The symptoms mentioned above should go away in time. Moreover, it is also necessary to learn when and how to see a healthcare professional if the infection gets worse.

  • Seek medical care immediately by calling your healthcare professional if the cold sores do not heal.
  • Immune system has become fragile to more infections.
  • Symptoms of HSV become severe (both in its first infection and recurrences).
  • Cold sores have reappeared frequently.
  • Experiencing eye irritation along with the cold sore infection – your immune system has received so much damages.

Causes of Cold Sores

The two main types of herpes simplex virus are HSV-1 and HSV-2. Cold sores are a product of HSV-1, while HSV-2 triggers the appearance of genital herpes or sores in the genital area. Practice utilizing clean equipment and cloth in your hygiene to avoid probable infection. As much as possible, prevent yourself from using shared items, which include towels, spoons or fork, and razors.

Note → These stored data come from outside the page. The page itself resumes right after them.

use crate::catalog::types::RowKey;
use crate::validation::ValidationReport;
use thiserror::Error;

#[derive(Debug, Clone, Copy, PartialEq, Eq)]
pub enum ResourceType {
    Table,
    Column,
    Row,
    Cell,
}

impl std::fmt::Display for ResourceType {
    fn fmt(&self, f: &mut std::fmt::Formatter<'_>) -> std::fmt::Result {
        match self {
            ResourceType::Table => write!(f, "table"),
            ResourceType::Column => write!(f, "column"),
            ResourceType::Row => write!(f, "row"),
            ResourceType::Cell => write!(f, "cell"),
        }
    }
}

#[derive(Debug, Clone, Copy, PartialEq, Eq)]
pub enum OrmErrorCode {
    Io,
    Decode,
    InvalidConfig,
    InvalidSchema,
    InvalidQuery,
    WrongOwner,
    DuplicateMember,
    TableNotFound,
    ColumnNotFound,
    RowNotFound,
    CellNotFound,
    Terminated,
    PrimaryKeyWrite,
    Validation,
    FinalValidation,
    Store,
    CommitAnomaly,
    HasDependents,
    DeleteVetoed,
}

impl OrmErrorCode {
    pub fn as_str(self) -> &'static str {
        match self {
            OrmErrorCode::Io => "io",
            OrmErrorCode::Decode => "decode",
            OrmErrorCode::InvalidConfig => "invalid_config",
            OrmErrorCode::InvalidSchema => "invalid_schema",
            OrmErrorCode::InvalidQuery => "invalid_query",
            OrmErrorCode::WrongOwner => "wrong_owner",
            OrmErrorCode::DuplicateMember => "duplicate_member",
            OrmErrorCode::TableNotFound => "table_not_found",
            OrmErrorCode::ColumnNotFound => "column_not_found",
            OrmErrorCode::RowNotFound => "row_not_found",
            OrmErrorCode::CellNotFound => "cell_not_found",
            OrmErrorCode::Terminated => "terminated",
            OrmErrorCode::PrimaryKeyWrite => "primary_key_write",
            OrmErrorCode::Validation => "validation",
            OrmErrorCode::FinalValidation => "final_validation",
            OrmErrorCode::Store => "store",
            OrmErrorCode::CommitAnomaly => "commit_anomaly",
            OrmErrorCode::HasDependents => "has_dependents",
            OrmErrorCode::DeleteVetoed => "delete_vetoed",
        }
    }
}

/// Errors raised by the external store collaborator.
#[derive(Debug, Clone, PartialEq, Eq, Error)]
pub enum StoreError {
    #[error("write rejected: {0}")]
    Rejected(String),
    #[error("connection lost: {0}")]
    ConnectionLost(String),
    #[error("row {key} in table '{table}' is no longer eligible for update")]
    Ineligible { table: String, key: RowKey },
    #[error("store error: {0}")]
    Other(String),
}

#[derive(Debug, Error)]
pub enum OrmError {
    #[error("io error: {0}")]
    Io(#[from] std::io::Error),
    #[error("decode error: {0}")]
    Decode(String),
    #[error("invalid config: {message}")]
    InvalidConfig { message: String },
    #[error("invalid schema for table '{table}': {message}")]
    InvalidSchema { table: String, message: String },
    #[error("invalid query: {message}")]
    InvalidQuery { message: String },
    #[error("{resource_type} '{resource_id}' belongs to '{actual}', expected '{expected}'")]
    WrongOwner {
        resource_type: ResourceType,
        resource_id: String,
        expected: String,
        actual: String,
    },
    #[error("duplicate {resource_type} '{resource_id}' in collection owned by '{owner}'")]
    DuplicateMember {
        resource_type: ResourceType,
        resource_id: String,
        owner: String,
    },
    #[error("{resource_type} '{resource_id}' not found")]
    NotFound {
        resource_type: ResourceType,
        resource_id: String,
    },
    #[error("row {key} in table '{table}' has been terminated")]
    Terminated { table: String, key: RowKey },
    #[error("primary key column '{column}' of table '{table}' cannot be written")]
    PrimaryKeyWrite { table: String, column: String },
    #[error("validation failed for row {key:?} in table '{table}': {report}")]
    Validation {
        table: String,
        key: Option<RowKey>,
        report: Box<ValidationReport>,
    },
    #[error("final validation rejected row {key:?} in table '{table}': {reason}")]
    FinalValidation {
        table: String,
        key: Option<RowKey>,
        reason: String,
    },
    #[error(transparent)]
    Store(#[from] StoreError),
    #[error("commit of row {key} in table '{table}' affected {affected} rows")]
    CommitAnomaly {
        table: String,
        key: RowKey,
        affected: u64,
    },
    #[error("row {key} in table '{table}' has dependents: {}", dependents.join(", "))]
    HasDependents {
        table: String,
        key: RowKey,
        dependents: Vec<String>,
    },
    #[error("delete of row {key} in table '{table}' vetoed by column '{column}': {reason}")]
    DeleteVetoed {
        table: String,
        key: RowKey,
        column: String,
        reason: String,
    },
}

impl OrmError {
    pub fn code(&self) -> OrmErrorCode {
        match self {
            OrmError::Io(_) => OrmErrorCode::Io,
            OrmError::Decode(_) => OrmErrorCode::Decode,
            OrmError::InvalidConfig { .. } => OrmErrorCode::InvalidConfig,
            OrmError::InvalidSchema { .. } => OrmErrorCode::InvalidSchema,
            OrmError::InvalidQuery { .. } => OrmErrorCode::InvalidQuery,
            OrmError::WrongOwner { .. } => OrmErrorCode::WrongOwner,
            OrmError::DuplicateMember { .. } => OrmErrorCode::DuplicateMember,
            OrmError::NotFound { resource_type, .. } => match resource_type {
                ResourceType::Table => OrmErrorCode::TableNotFound,
                ResourceType::Column => OrmErrorCode::ColumnNotFound,
                ResourceType::Row => OrmErrorCode::RowNotFound,
                ResourceType::Cell => OrmErrorCode::CellNotFound,
            },
            OrmError::Terminated { .. } => OrmErrorCode::Terminated,
            OrmError::PrimaryKeyWrite { .. } => OrmErrorCode::PrimaryKeyWrite,
            OrmError::Validation { .. } => OrmErrorCode::Validation,
            OrmError::FinalValidation { .. } => OrmErrorCode::FinalValidation,
            OrmError::Store(_) => OrmErrorCode::Store,
            OrmError::CommitAnomaly { .. } => OrmErrorCode::CommitAnomaly,
            OrmError::HasDependents { .. } => OrmErrorCode::HasDependents,
            OrmError::DeleteVetoed { .. } => OrmErrorCode::DeleteVetoed,
        }
    }

    pub fn code_str(&self) -> &'static str {
        self.code().as_str()
    }

    /// Structural errors are programming or configuration mistakes and are
    /// never converted into user-facing messages.
    pub fn is_structural(&self) -> bool {
        matches!(
            self.code(),
            OrmErrorCode::InvalidSchema
                | OrmErrorCode::InvalidQuery
                | OrmErrorCode::WrongOwner
                | OrmErrorCode::DuplicateMember
                | OrmErrorCode::Terminated
                | OrmErrorCode::PrimaryKeyWrite
        )
    }

    pub(crate) fn column_not_found(table: &str, column: &str) -> Self {
        OrmError::NotFound {
            resource_type: ResourceType::Column,
            resource_id: format!("{table}.{column}"),
        }
    }
}

#[cfg(test)]
mod tests {
    use super::{OrmError, OrmErrorCode, ResourceType, StoreError};

    #[test]
    fn error_code_strings_are_stable() {
        assert_eq!(OrmErrorCode::ColumnNotFound.as_str(), "column_not_found");
        assert_eq!(OrmErrorCode::HasDependents.as_str(), "has_dependents");
        assert_eq!(OrmErrorCode::PrimaryKeyWrite.as_str(), "primary_key_write");
        assert_eq!(OrmErrorCode::InvalidQuery.as_str(), "invalid_query");
    }

    #[test]
    fn error_code_str_matches_variant_mapping() {
        let err = OrmError::NotFound {
            resource_type: ResourceType::Row,
            resource_id: "users.7".into(),
        };
        assert_eq!(err.code(), OrmErrorCode::RowNotFound);
        assert_eq!(err.code_str(), "row_not_found");
        assert!(!err.is_structural());
    }

    #[test]
    fn store_errors_convert_transparently() {
        let err: OrmError = StoreError::Rejected("deadlock".into()).into();
        assert_eq!(err.code(), OrmErrorCode::Store);
        assert_eq!(err.to_string(), "write rejected: deadlock");
    }

    #[test]
    fn dependents_are_listed_in_message() {
        let err = OrmError::HasDependents {
            table: "users".into(),
            key: 3,
            dependents: vec!["orders.user_id".into(), "notes.author_id".into()],
        };
        assert_eq!(
            err.to_string(),
            "row 3 in table 'users' has dependents: orders.user_id, notes.author_id"
        );
    }
}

The most contagious part of a cold sore is when it is on its third stage already. A high case of probable infection may happen even if blisters have not existed on the dermis. Furthermore, in cases such as infection recurrence, the same treatment must be administered.

Treatment and Prevention

The treatment for cold sores involves the usage of antiviral medications. Your healthcare professional will likely prescribe these medications to you. One of the FDA-approved medications is penciclovir.

Consider the following precautions below that indicate the measures to prevent your risk for cold sore infection.

  • Herpes simplex virus is capable of spreading quickly. This is especially true if the blisters have bled already. Once this occurs, the viral transmission becomes active, making it impossible to stop the spread. Practice yourself by not kissing people with active bumps or cold sores. Other than that, it is best to avoid engaging in unprotected sexual activity. Doing so will only give the virus easy access for possible transmission.
  • It is never too late in avoiding shared items (mostly personal ones) with an individual with the virus.
  • Your hygiene plays a vital role in viral infection. If you happen to have the virus, always keep your hands clean and tidy.